## Required work:
Please work out how many lines in the records below include the word "push", and reply with that number only.
** Opening Task material block **
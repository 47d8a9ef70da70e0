//! jparse command-line tool: convert lenient JSON documents to JSON, YAML or
//! TOML, check them, and parse command lines.
//!
//! Usage: jparse [OPTIONS] [FILE|DIR]...
//!
//! Options:
//!   -t, --to <FORMAT>      Output format (json, yaml, toml) [default: json]
//!   -i, --indent <N>       JSON indentation; 0 for compact [default: 4]
//!   -w, --write            Write output next to each input with the format's extension
//!   -o, --output <FILE>    Write output to specified file
//!       --check            Only report whether each input parses
//!   -c, --command <LINE>   Parse one command line and print it as JSON
//!       --shell            Read command lines interactively
//!   -v, --verbose          More logging (repeatable); RUST_LOG overrides
//!   -h, --help             Print help
//!   -V, --version          Print version

use clap::Parser;
use libjparse::{parse_with_filename, to_json, Format, Reader, Value};
use std::fs;
use std::io::{self, BufRead, Read, Write};
use std::path::{Path, PathBuf};
use std::process;
use tracing::{debug, info, warn};

mod transcode;

const PROMPT: &str = "[jparse]: ";

#[derive(Parser, Debug)]
#[command(name = "jparse", version)]
#[command(about = "Read lenient JSON documents and jparse command lines")]
struct Args {
    /// Input files or directories; reads stdin when none (or `-`) is given.
    /// Directories contribute their .jp and .json files.
    files: Vec<PathBuf>,

    /// Output format
    #[arg(short = 't', long = "to", default_value = "json", value_parser = parse_format)]
    to: Format,

    /// JSON indentation; 0 for compact output
    #[arg(short, long, default_value_t = 4)]
    indent: usize,

    /// Write output next to each input with the format's extension
    #[arg(short, long, conflicts_with = "output")]
    write: bool,

    /// Write output to this file
    #[arg(short, long)]
    output: Option<PathBuf>,

    /// Only check that each input parses (exit 0 if all valid, 1 otherwise)
    #[arg(long)]
    check: bool,

    /// Parse one command line and print it as JSON
    #[arg(short = 'c', long = "command", conflicts_with_all = ["files", "shell"])]
    command: Option<String>,

    /// Read command lines from stdin until end of input
    #[arg(long, conflicts_with = "files")]
    shell: bool,

    /// Increase log verbosity
    #[arg(short, long, action = clap::ArgAction::Count)]
    verbose: u8,
}

/// Where one document comes from.
#[derive(Debug, Clone, PartialEq, Eq)]
enum Input {
    Stdin,
    File(PathBuf),
}

impl Input {
    fn name(&self) -> String {
        match self {
            Input::Stdin => "stdin".to_string(),
            Input::File(path) => path.display().to_string(),
        }
    }
}

fn parse_format(s: &str) -> Result<Format, String> {
    Format::from_name(s).ok_or_else(|| format!("Unknown format: {} (expected json, yaml or toml)", s))
}

fn main() {
    let args = Args::parse();
    init_logging(args.verbose);

    let code = if let Some(line) = &args.command {
        run_command(line, &args)
    } else if args.shell {
        run_shell(&args)
    } else {
        run_files(&args)
    };
    process::exit(code);
}

fn init_logging(verbose: u8) {
    use tracing_subscriber::{fmt, prelude::*, EnvFilter};

    let level = match verbose {
        0 => "warn",
        1 => "info",
        2 => "debug",
        _ => "trace",
    };
    let filter = EnvFilter::try_from_default_env().unwrap_or_else(|_| EnvFilter::new(level));
    tracing_subscriber::registry()
        .with(filter)
        .with(fmt::layer().with_writer(io::stderr))
        .init();
}

/// Encode a value in the requested output format.
fn render(value: &Value, format: Format, indent: usize) -> Result<String, String> {
    match format {
        Format::Json => {
            if let Some(what) = value.json_incompatibility() {
                warn!("{} are written as null", what);
            }
            to_json(value, indent).map_err(|e| format!("JSON encode error: {}", e))
        }
        Format::Yaml => transcode::yaml::encode(value),
        Format::Toml => transcode::toml::encode(value),
    }
}

// =============================================================================
// Documents
// =============================================================================

fn run_files(args: &Args) -> i32 {
    let inputs = match collect_inputs(&args.files) {
        Ok(inputs) => inputs,
        Err(e) => {
            eprintln!("Error: {}", e);
            return 1;
        }
    };
    if args.output.is_some() && inputs.len() > 1 {
        eprintln!("Error: --output requires a single input file");
        return 1;
    }

    let mut failed = 0;
    for input in &inputs {
        if let Err(message) = process_input(input, args) {
            eprintln!("{}", message);
            failed += 1;
        }
    }
    info!(inputs = inputs.len(), failed, "done");
    if failed == 0 {
        0
    } else {
        1
    }
}

/// Expand the command-line inputs: `-` is stdin, directories yield their
/// `.jp` and `.json` files in name order.
fn collect_inputs(files: &[PathBuf]) -> Result<Vec<Input>, String> {
    if files.is_empty() {
        return Ok(vec![Input::Stdin]);
    }
    let mut inputs = Vec::new();
    for path in files {
        if path.as_os_str() == "-" {
            inputs.push(Input::Stdin);
        } else if path.is_dir() {
            let entries = fs::read_dir(path)
                .map_err(|e| format!("Error reading directory {}: {}", path.display(), e))?;
            let mut found: Vec<PathBuf> = entries
                .flatten()
                .map(|entry| entry.path())
                .filter(|p| {
                    p.is_file()
                        && p.extension()
                            .map(|ext| ext == "jp" || ext == "json")
                            .unwrap_or(false)
                })
                .collect();
            found.sort();
            debug!(dir = %path.display(), files = found.len(), "expanded directory");
            inputs.extend(found.into_iter().map(Input::File));
        } else {
            inputs.push(Input::File(path.clone()));
        }
    }
    Ok(inputs)
}

fn process_input(input: &Input, args: &Args) -> Result<(), String> {
    let value = match input {
        Input::File(path) => Reader::new().parse_file(path),
        Input::Stdin => {
            let mut text = String::new();
            io::stdin()
                .read_to_string(&mut text)
                .map_err(|e| format!("Error reading stdin: {}", e))?;
            parse_with_filename(&text, Some("stdin"))
        }
    }
    .map_err(|e| e.report())?;

    if args.check {
        println!("{}: ok", input.name());
        return Ok(());
    }

    let output = render(&value, args.to, args.indent)
        .map_err(|e| format!("Error converting {}: {}", input.name(), e))?;
    write_text_output(&output, args.output.as_deref(), args.write, input, args.to)
}

fn write_text_output(
    output: &str,
    output_file: Option<&Path>,
    write_back: bool,
    input: &Input,
    format: Format,
) -> Result<(), String> {
    if let Some(path) = output_file {
        fs::write(path, with_newline(output))
            .map_err(|e| format!("Error writing {}: {}", path.display(), e))
    } else if write_back {
        let Input::File(input_path) = input else {
            return Err("Error: --write requires an input file".to_string());
        };
        let output_path = input_path.with_extension(format.extension());
        if &output_path == input_path {
            return Err(format!(
                "Error: --write would overwrite {}",
                input_path.display()
            ));
        }
        fs::write(&output_path, with_newline(output))
            .map_err(|e| format!("Error writing {}: {}", output_path.display(), e))?;
        info!(output = %output_path.display(), "wrote");
        Ok(())
    } else {
        print!("{}", with_newline(output));
        Ok(())
    }
}

/// Ensure output ends with a newline.
fn with_newline(output: &str) -> String {
    if output.ends_with('\n') {
        output.to_string()
    } else {
        format!("{}\n", output)
    }
}

// =============================================================================
// Commands
// =============================================================================

fn run_command(line: &str, args: &Args) -> i32 {
    let reader = Reader::new();
    match reader.parse_command(line) {
        Ok(command) => {
            let value = command.map(|c| c.to_value()).unwrap_or(Value::Null);
            match to_json(&value, args.indent) {
                Ok(json) => {
                    println!("{}", json);
                    0
                }
                Err(e) => {
                    eprintln!("JSON encode error: {}", e);
                    1
                }
            }
        }
        Err(e) => {
            eprintln!("{}", e.report());
            1
        }
    }
}

fn run_shell(args: &Args) -> i32 {
    let stdin = io::stdin();
    let stdout = io::stdout();
    let stderr = io::stderr();
    match shell(stdin.lock(), &mut stdout.lock(), &mut stderr.lock(), args.indent) {
        Ok(errors) => {
            info!(errors, "shell finished");
            0
        }
        Err(e) => {
            eprintln!("Error: {}", e);
            1
        }
    }
}

/// Prompt for and parse command lines until end of input. A bad line is
/// reported on `err` and the loop carries on. Returns the number of bad
/// lines.
fn shell<R: BufRead, W: Write, E: Write>(
    input: R,
    out: &mut W,
    err: &mut E,
    indent: usize,
) -> io::Result<usize> {
    let reader = Reader::new().filename(Some("shell"));
    let mut errors = 0;
    write!(out, "{}", PROMPT)?;
    out.flush()?;
    for line in input.lines() {
        let line = line?;
        match reader.parse_command(&line) {
            Ok(Some(command)) => {
                let json = to_json(&command.to_value(), indent)
                    .map_err(|e| io::Error::new(io::ErrorKind::InvalidData, e))?;
                writeln!(out, "{}", json)?;
            }
            Ok(None) => {}
            Err(e) => {
                errors += 1;
                writeln!(err, "{}", e.report())?;
            }
        }
        write!(out, "{}", PROMPT)?;
        out.flush()?;
    }
    writeln!(out)?;
    Ok(errors)
}
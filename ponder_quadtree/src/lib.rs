// Copyright 2026 the Ponder Authors
// SPDX-License-Identifier: Apache-2.0 OR MIT

//! Ponder Quadtree: a Kurbo-native, resolution-limited point quadtree.
//!
//! The tree partitions a fixed rectangular extent into four quadrants per
//! node, splitting leaves as items arrive until further subdivision would
//! produce cells smaller than a configured resolution limit. On top of
//! that structure it offers:
//!
//! - Incremental insertion of items carrying arbitrary payloads, with
//!   positions read through a [`Coords`] accessor (any
//!   `Fn(&I) -> kurbo::Point` works).
//! - Branch-and-bound nearest-neighbor search ([`QuadTree::nearest`]).
//! - Rectangular and circular range queries ([`QuadTree::in_region`],
//!   [`QuadTree::in_circle`]).
//! - Pre- and post-order traversal with pruning ([`QuadTree::visit`],
//!   [`QuadTree::visit_post`]).
//! - Outlier-aware density estimation per region
//!   ([`QuadTree::density_areas`]).
//! - Count-weighted aggregation of per-item value vectors
//!   ([`QuadTree::local_values`]).
//!
//! Items are never moved or removed once inserted; rebuild the tree when
//! the underlying data changes. Items outside the extent are dropped at
//! insertion. Floating point inputs are assumed finite (no NaNs).
//!
//! ## API overview
//!
//! - [`QuadTree`]: the tree itself, generic over the item type and its
//!   coordinate accessor.
//! - [`Coords`]: how the tree reads an item's position.
//! - [`NodeId`]: handle of a node, valid for the lifetime of the tree.
//! - [`Visit`]: traversal control (continue or prune).
//! - [`DensityOptions`] / [`AreaRecord`]: density estimation inputs and
//!   outputs.
//! - [`ExtentKey`]: ordered map key wrapping a node extent, used by
//!   [`QuadTree::local_values`].
//! - [`geom`]: the quadrant and extent arithmetic the tree is built on.
//!
//! ### Minimal usage
//!
//! ```
//! use ponder_quadtree::{DensityOptions, QuadTree};
//! use kurbo::{Point, Rect};
//!
//! let points = vec![
//!     Point::new(0.6, 0.6),
//!     Point::new(0.8, 0.6),
//!     Point::new(0.8, 0.7),
//! ];
//! let tree = QuadTree::build(
//!     points,
//!     Rect::new(0.0, 0.0, 1.0, 1.0),
//!     |p: &Point| *p,
//!     0.25,
//! )
//! .unwrap();
//!
//! // Nearest neighbor, unbounded.
//! let (item, distance) = tree.nearest(0.65, 0.6, None).unwrap();
//! assert_eq!(*item, Point::new(0.6, 0.6));
//! assert!((distance - 0.05).abs() < 1e-12);
//!
//! // Everything in the high quadrant.
//! assert_eq!(tree.in_region(Rect::new(0.5, 0.5, 1.0, 1.0)).len(), 3);
//!
//! // One density record per occupied region, containers first.
//! let areas = tree.density_areas(DensityOptions::default());
//! assert_eq!(areas[0].extent, tree.extent());
//! ```
//!
//! This crate is `no_std` and uses `alloc`. Without the `std` feature the
//! `libm` feature must be enabled for the floating point math the density
//! pass needs.

#![no_std]

#[cfg(not(any(feature = "std", feature = "libm")))]
compile_error!("ponder_quadtree requires either the `std` or `libm` feature");

#[cfg(feature = "std")]
extern crate std;

extern crate alloc;

mod aggregate;
mod density;
mod error;
pub mod geom;
mod query;
mod tree;
mod types;
mod visit;

pub use aggregate::ExtentKey;
pub use density::{AreaRecord, DensityOptions, DEFAULT_OUTLIER_ALLOWANCE};
pub use error::Error;
pub use geom::Quadrant;
pub use tree::QuadTree;
pub use types::{Coords, NodeId, DEFAULT_RESOLUTION_LIMIT};
pub use visit::Visit;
** Closing Task material block **
## Solution to this exercise:
2